• [Task prompt]
Nothing is needed except the lines below that run from the one with "rejected error is returned" through the one with "tokio::time::sleep(delay).await;", repeated exactly.

• [Supplied data]
========
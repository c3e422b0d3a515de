//! Bounded retry with linear backoff.
//!
//! The coordinator knows nothing about error semantics: [`with_retry`]
//! retries every failure until attempts run out, then rethrows the last
//! error. Which failures deserve a retry is the caller's call —
//! [`with_retry_if`] takes that decision as a predicate (the pipeline
//! passes `GeneratorError::is_transient`).

use std::time::Duration;
use tracing::warn;

/// Run `operation` up to `attempts` times, sleeping `base_delay * n` after
/// the n-th failure. The last error is returned when attempts exhaust.
///
/// `attempts` is clamped to at least 1.
pub async fn with_retry<T, E, F, Fut>(
    operation: F,
    attempts: u32,
    base_delay: Duration,
) -> Result<T, E>
where
    F: FnMut() -> Fut,
    Fut: Future<Output = Result<T, E>>,
    E: std::fmt::Display,
{
    with_retry_if(operation, attempts, base_delay, |_| true).await
}

/// Like [`with_retry`], but only re-invokes the operation when
/// `should_retry` accepts the error; a rejected error is returned
/// immediately with attempts left unspent.
pub async fn with_retry_if<T, E, F, Fut, P>(
    mut operation: F,
    attempts: u32,
    base_delay: Duration,
    should_retry: P,
) -> Result<T, E>
where
    F: FnMut() -> Fut,
    Fut: Future<Output = Result<T, E>>,
    E: std::fmt::Display,
    P: Fn(&E) -> bool,
{
    let attempts = attempts.max(1);
    let mut attempt = 1;

    loop {
        match operation().await {
            Ok(value) => return Ok(value),
            Err(e) if attempt < attempts && should_retry(&e) => {
                let delay = base_delay * attempt;
                warn!(
                    attempt,
                    max_attempts = attempts,
                    delay_ms = delay.as_millis() as u64,
                    error = %e,
                    "Operation failed, backing off before retry"
                );
                tokio::time::sleep(delay).await;
                attempt += 1;
            }
            Err(e) => return Err(e),
        }
    }
}

#[cfg(test)]
mod tests {
    use super::*;
    use std::sync::Mutex;

    #[tokio::test]
    async fn succeeds_first_try() {
        let calls = Mutex::new(0u32);
        let result: Result<&str, &str> = with_retry(
            || {
                *calls.lock().unwrap() += 1;
                async { Ok("done") }
            },
            3,
            Duration::from_millis(1),
        )
        .await;
        assert_eq!(result.unwrap(), "done");
        assert_eq!(*calls.lock().unwrap(), 1);
    }

    #[tokio::test]
    async fn two_failures_then_success() {
        let calls = Mutex::new(0u32);
        let result: Result<&str, String> = with_retry(
            || {
                let n = {
                    let mut guard = calls.lock().unwrap();
                    *guard += 1;
                    *guard
                };
                async move {
                    if n < 3 {
                        Err(format!("failure {n}"))
                    } else {
                        Ok("Success after retry")
                    }
                }
            },
            3,
            Duration::from_millis(1),
        )
        .await;
        assert_eq!(result.unwrap(), "Success after retry");
        assert_eq!(*calls.lock().unwrap(), 3);
    }

    #[tokio::test]
    async fn always_failing_raises_after_exactly_n_attempts() {
        let calls = Mutex::new(0u32);
        let result: Result<(), String> = with_retry(
            || {
                *calls.lock().unwrap() += 1;
                async { Err("still broken".to_string()) }
            },
            4,
            Duration::from_millis(1),
        )
        .await;
        assert_eq!(result.unwrap_err(), "still broken");
        assert_eq!(*calls.lock().unwrap(), 4);
    }

    #[tokio::test]
    async fn zero_attempts_clamped_to_one() {
        let calls = Mutex::new(0u32);
        let result: Result<(), &str> = with_retry(
            || {
                *calls.lock().unwrap() += 1;
                async { Err("nope") }
            },
            0,
            Duration::from_millis(1),
        )
        .await;
        assert!(result.is_err());
        assert_eq!(*calls.lock().unwrap(), 1);
    }

    #[tokio::test]
    async fn predicate_rejection_stops_retrying_immediately() {
        let calls = Mutex::new(0u32);
        let result: Result<(), &str> = with_retry_if(
            || {
                *calls.lock().unwrap() += 1;
                async { Err("permanent") }
            },
            5,
            Duration::from_millis(1),
            |e: &&str| *e != "permanent",
        )
        .await;
        assert_eq!(result.unwrap_err(), "permanent");
        assert_eq!(*calls.lock().unwrap(), 1);
    }

    #[tokio::test(start_paused = true)]
    async fn backoff_is_linear_in_attempt_index() {
        let start = tokio::time::Instant::now();
        let _: Result<(), &str> = with_retry(
            || async { Err("x") },
            3,
            Duration::from_secs(1),
        )
        .await;
        // Sleeps: 1s after attempt 1, 2s after attempt 2 → 3s total.
        assert_eq!(start.elapsed(), Duration::from_secs(3));
    }
}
========
• [The completed task]
/// `should_retry` accepts the error; a rejected error is returned
/// immediately with attempts left unspent.
pub async fn with_retry_if<T, E, F, Fut, P>(
    mut operation: F,
    attempts: u32,
    base_delay: Duration,
    should_retry: P,
) -> Result<T, E>
where
    F: FnMut() -> Fut,
    Fut: Future<Output = Result<T, E>>,
    E: std::fmt::Display,
    P: Fn(&E) -> bool,
{
    let attempts = attempts.max(1);
    let mut attempt = 1;

    loop {
        match operation().await {
            Ok(value) => return Ok(value),
            Err(e) if attempt < attempts && should_retry(&e) => {
                let delay = base_delay * attempt;
                warn!(
                    attempt,
                    max_attempts = attempts,
                    delay_ms = delay.as_millis() as u64,
                    error = %e,
                    "Operation failed, backing off before retry"
                );
                tokio::time::sleep(delay).await;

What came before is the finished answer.